An increasing number of people who are being detained have established social networks in the community and need to receive visits. The current infrastructure of many detention facilities does not cater for these needs. Considering many detention facilities are undergoing redevelopment, this important factor should be given priority in all planning and design.

Allocation of separate visitor areas with separate entry process for detention population with high and low risks could address many of the issues identified in this report.

Recommendation 8: Train frontline officers in reception process

DIBP and ABF should work with Serco to develop training for frontline officers to ensure the reception process is organised and streamlined.

This measure can reduce the likelihood of misplaced applications, refusal of entry due to administrative errors and late notification of booking confirmation. This training should also target those staff who are tasked with responding to telephone enquiries and should equip them to assist the callers more appropriately.

Recommendation 9: Support religious service providers

DIBP and ABF should better support religious service providers to deliver their services and the entry process should be relaxed for them.

DIBP and ABF should recognise in practice the value that religious service providers add to better management of facility and their role in ensuring people can practice their religions freely.

Recommendation 10: Improve translated information on visiting

DIBP and ABF should improve the availability of translated material on visit booking system and the reception process.
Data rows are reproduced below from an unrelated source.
//! Фазы игры (Menu / Playing / Paused / GameOver)
//!
//! Таблица переходов: единственный источник истины. Всё, что не описано
//! в `GamePhase::next`, отклоняется через `Rejection::InvalidTransition`.
//! Тик симуляции идёт только в `Playing` (см. `SimulationTick` в lib.rs).

use bevy::prelude::*;
use serde::Serialize;

use crate::announcer::Announcer;
use crate::error::Rejection;
use crate::logger;

#[derive(Resource, Debug, Clone, Copy, PartialEq, Eq, Hash, Default, Serialize)]
pub enum GamePhase {
    #[default]
    Menu,
    Playing,
    Paused,
    GameOver,
}

/// Запрос на смену фазы
#[derive(Debug, Clone, Copy, PartialEq, Eq, Hash)]
pub enum PhaseTransition {
    Start,
    Pause,
    Resume,
    PlayerDied,
    Reset,
    QuitToMenu,
}

impl PhaseTransition {
    /// Start и Reset пересобирают сессию с нуля (игрок, оружие, раунд 1)
    pub fn reinitializes(self) -> bool {
        matches!(self, PhaseTransition::Start | PhaseTransition::Reset)
    }

    /// Эти переходы снимают все отложенные таймеры
    pub fn cancels_timers(self) -> bool {
        matches!(
            self,
            PhaseTransition::Start | PhaseTransition::Reset | PhaseTransition::QuitToMenu
        )
    }
}

impl GamePhase {
    pub fn next(self, transition: PhaseTransition) -> Result<GamePhase, Rejection> {
        use GamePhase::*;
        use PhaseTransition::*;

        match (self, transition) {
            (Menu, Start) => Ok(Playing),
            (Playing, Pause) => Ok(Paused),
            (Paused, Resume) => Ok(Playing),
            (Playing, PlayerDied) => Ok(GameOver),
            (GameOver, Reset) => Ok(Playing),
            (Paused | GameOver, QuitToMenu) => Ok(Menu),
            (from, transition) => Err(Rejection::InvalidTransition { from, transition }),
        }
    }

    pub fn is_playing(self) -> bool {
        self == GamePhase::Playing
    }

    /// Применяет переход на месте
    pub fn transition(&mut self, transition: PhaseTransition) -> Result<GamePhase, Rejection> {
        let next = self.next(transition)?;
        *self = next;
        Ok(next)
    }
}

/// Игрок умер: Playing → GameOver + запрос сообщения game over
///
/// Повторная смерть в том же тике (уже GameOver) ничего не делает.
pub fn handle_player_death(phase: &mut GamePhase, announcer: &mut Announcer, round: u32) {
    match phase.transition(PhaseTransition::PlayerDied) {
        Ok(_) => {
            logger::log_info(&format!("☠️ Player died on round {}", round));
            announcer.announce_game_over(round);
        }
        Err(reason) => logger::log(&format!("player death ignored: {}", reason)),
    }
}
Additionally, when the national visit guidelines are released publicly, they should be available in community languages.

Recommendation 11: Improve public information

DIBP and ABF should improve the availability of public information.

Currently there is no public information on the capacity of visitor rooms and the number of people one can visit in each detention facility. This information should be released and made available on the Department’s website as a matter of urgency. The availability of this information will reduce the likelihood of frequent changes to those numbers.
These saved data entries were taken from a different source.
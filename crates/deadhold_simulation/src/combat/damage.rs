//! Применение урона к зомби и начисление очков
//!
//! DamageEvent → health зомби (с бронёй tank) → DamageOutcome.
//! Убийство = health ≤ 0; despawn делает вызывающий (система или store).

use bevy::prelude::*;

use super::events::{AudioCue, PresentationEvent};
use super::resolver::AttackKind;
use crate::components::{HitType, Zombie, ZombieId};
use crate::config::{CombatTuning, ZombieTuning};
use crate::spatial::BodyPart;

/// Урон по зомби (сырой: headshot уже учтён, броня tank ещё нет)
#[derive(Debug, Clone, Copy, PartialEq)]
pub struct DamageEvent {
    pub target: ZombieId,
    pub raw_damage: f32,
    pub body_part: BodyPart,
}

impl DamageEvent {
    pub fn is_headshot(&self) -> bool {
        self.body_part == BodyPart::Head
    }
}

/// Результат применения урона
#[derive(Debug, Clone, Copy, PartialEq)]
pub struct DamageOutcome {
    pub target: ZombieId,
    /// Реально снятое здоровье (после брони)
    pub applied: f32,
    pub remaining_health: f32,
    pub killed: bool,
    /// Очки игроку за это попадание
    pub points: u32,
}

/// Очки: за любое попадание + за убийство + бонус за убийство в голову
pub fn points_for(killed: bool, body_part: BodyPart, tuning: &CombatTuning) -> u32 {
    let mut points = tuning.points_per_hit;
    if killed {
        points += tuning.points_per_kill;
        if body_part == BodyPart::Head {
            points += tuning.headshot_kill_bonus;
        }
    }
    points
}

pub fn apply_damage(
    zombie: &mut Zombie,
    event: &DamageEvent,
    combat: &CombatTuning,
    zombies: &ZombieTuning,
) -> DamageOutcome {
    let applied = event.raw_damage * zombie.variant.damage_taken_multiplier(zombies);

    zombie.health -= applied;
    zombie.last_hit = HitType::from(event.body_part);

    let killed = zombie.health <= 0.0;
    if killed {
        zombie.health = 0.0;
    }

    DamageOutcome {
        target: zombie.id,
        applied,
        remaining_health: zombie.health,
        killed,
        points: points_for(killed, event.body_part, combat),
    }
}

/// Где показать цифру урона: чуть выше точки попадания и ближе к камере
pub fn indicator_anchor(attack: AttackKind, hit_point: Vec3, look: Vec3) -> Vec3 {
    match attack {
        AttackKind::Shot(_) => {
            let flat = Vec3::new(look.x, 0.0, look.z).normalize_or_zero();
            hit_point + Vec3::new(0.0, 0.2, 0.0) - flat * 0.8
        }
        AttackKind::Melee => hit_point + Vec3::new(0.0, 0.5, 0.0) - look.normalize_or_zero() * 0.5,
    }
}

/// Реакция renderer'а на попадание (по зомби уже после урона)
pub fn hit_presentation(zombie: &Zombie, event: &DamageEvent, anchor: Vec3) -> [PresentationEvent; 4] {
    let headshot = event.is_headshot();
    let (particle_count, blood_height) = if headshot { (12, 2.3) } else { (6, 1.5) };

    [
        PresentationEvent::DamageIndicator {
            position: anchor,
            amount: event.raw_damage,
            critical: headshot,
        },
        PresentationEvent::HitMarker { headshot },
        PresentationEvent::BloodSplatter {
            position: zombie.position + Vec3::new(0.0, blood_height, 0.0),
            particle_count,
        },
        PresentationEvent::AudioCue(if headshot { AudioCue::Headshot } else { AudioCue::Hit }),
    ]
}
Recommendation 12: Establish independent review of detention

DIBP should establish a transparent and independent process for reviewing detention.

We started this report by speaking about the negative impacts of prolonged and indefinite detention. The recommendations in this report address some of the symptoms of this detention regime, but do not resolve the underlying causes.
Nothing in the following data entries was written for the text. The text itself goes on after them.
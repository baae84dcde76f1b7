use std::fmt;

/// Run-level failure. Only these abort a run; everything scoped to a single
/// group is recorded as a change event instead.
#[derive(Debug)]
pub enum SyncError {
    /// A required column is absent from the input header.
    MissingColumn { column: String },
    /// CSV read / decode error.
    Csv(String),
    /// Config parse / deserialization error.
    ConfigParse(String),
    /// Config validation error.
    ConfigValidation(String),
    /// Directory failure while building the run-wide indexes.
    Directory(DirectoryError),
}

impl fmt::Display for SyncError {
    fn fmt(&self, f: &mut fmt::Formatter<'_>) -> fmt::Result {
        match self {
            Self::MissingColumn { column } => write!(f, "header '{column}' could not be found"),
            Self::Csv(msg) => write!(f, "CSV error: {msg}"),
            Self::ConfigParse(msg) => write!(f, "config parse error: {msg}"),
            Self::ConfigValidation(msg) => write!(f, "config validation error: {msg}"),
            Self::Directory(e) => write!(f, "directory error: {e}"),
        }
    }
}

impl std::error::Error for SyncError {}

impl From<DirectoryError> for SyncError {
    fn from(e: DirectoryError) -> Self {
        Self::Directory(e)
    }
}

/// Error reported by a [`crate::directory::Directory`] implementation.
#[derive(Debug, Clone, PartialEq, Eq)]
pub enum DirectoryError {
    /// No usable credentials, or the directory rejected them.
    NotAuthenticated(String),
    /// Transport-level failure.
    Network(String),
    /// Non-success HTTP status.
    Http(u16, String),
    /// Response body could not be decoded.
    Parse(String),
    /// Request rejected as invalid (400/422).
    Validation(String),
    /// Referenced object does not exist.
    NotFound(String),
}

impl fmt::Display for DirectoryError {
    fn fmt(&self, f: &mut fmt::Formatter<'_>) -> fmt::Result {
        match self {
            Self::NotAuthenticated(msg) => write!(f, "not authenticated: {msg}"),
            Self::Network(msg) => write!(f, "network error: {msg}"),
            Self::Http(code, msg) => write!(f, "HTTP {code}: {msg}"),
            Self::Parse(msg) => write!(f, "parse error: {msg}"),
            Self::Validation(msg) => write!(f, "{msg}"),
            Self::NotFound(what) => write!(f, "{what} not found"),
        }
    }
}

impl std::error::Error for DirectoryError {}

/// Name -> identifier resolution failure.
#[derive(Debug, Clone, PartialEq, Eq)]
pub enum ResolveError {
    NameNotFound { name: String, entity_type: String },
    AmbiguousName { name: String, entity_type: String, matches: usize },
    GroupNotFound { name: String },
    AmbiguousGroupName { name: String, matches: usize },
    Directory(DirectoryError),
}

impl fmt::Display for ResolveError {
    fn fmt(&self, f: &mut fmt::Formatter<'_>) -> fmt::Result {
        match self {
            Self::NameNotFound { name, entity_type } => {
                write!(f, "unable to find uuid for {entity_type} {name}")
            }
            Self::AmbiguousName { name, entity_type, matches } => {
                write!(f, "multiple {entity_type} with the name {name} ({matches} matches)")
            }
            Self::GroupNotFound { name } => write!(f, "no group found matching name '{name}'"),
            Self::AmbiguousGroupName { name, matches } => {
                write!(f, "found multiple groups matching name {name} ({matches} matches)")
            }
            Self::Directory(e) => write!(f, "{e}"),
        }
    }
}

impl std::error::Error for ResolveError {}

impl From<DirectoryError> for ResolveError {
    fn from(e: DirectoryError) -> Self {
        Self::Directory(e)
    }
}

/// Failure of an operation on a single static group.
#[derive(Debug, Clone, PartialEq, Eq)]
pub enum GroupError {
    /// Create attempted while a group with the same name exists.
    AlreadyExists { name: String, identifier: String },
    /// Operation requires a resolved identifier and none is held.
    MissingIdentifier { name: String },
    Resolve(ResolveError),
    Directory(DirectoryError),
}

impl fmt::Display for GroupError {
    fn fmt(&self, f: &mut fmt::Formatter<'_>) -> fmt::Result {
        match self {
            Self::AlreadyExists { name, identifier } => {
                write!(f, "group with name '{name}' already exists with uuid {identifier}")
            }
            Self::MissingIdentifier { name } => {
                write!(f, "group '{name}' has no resolved uuid")
            }
            Self::Resolve(e) => write!(f, "{e}"),
            Self::Directory(e) => write!(f, "{e}"),
        }
    }
}

impl std::error::Error for GroupError {}

impl From<ResolveError> for GroupError {
    fn from(e: ResolveError) -> Self {
        Self::Resolve(e)
    }
}

impl From<DirectoryError> for GroupError {
    fn from(e: DirectoryError) -> Self {
        Self::Directory(e)
    }
}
RCOA’s longstanding view is that many of our detention issues would be better addressed through fundamental reform of the detention system, including critically the right to independent review of detention. All decisions to detain an individual on account of their unresolved migration status should be reviewable by an independent administrative body at each decision to detain or extend detention, regardless where such detention occurs. People in detention should have a right to attend reviews and challenge the purported necessity for their detention at each review.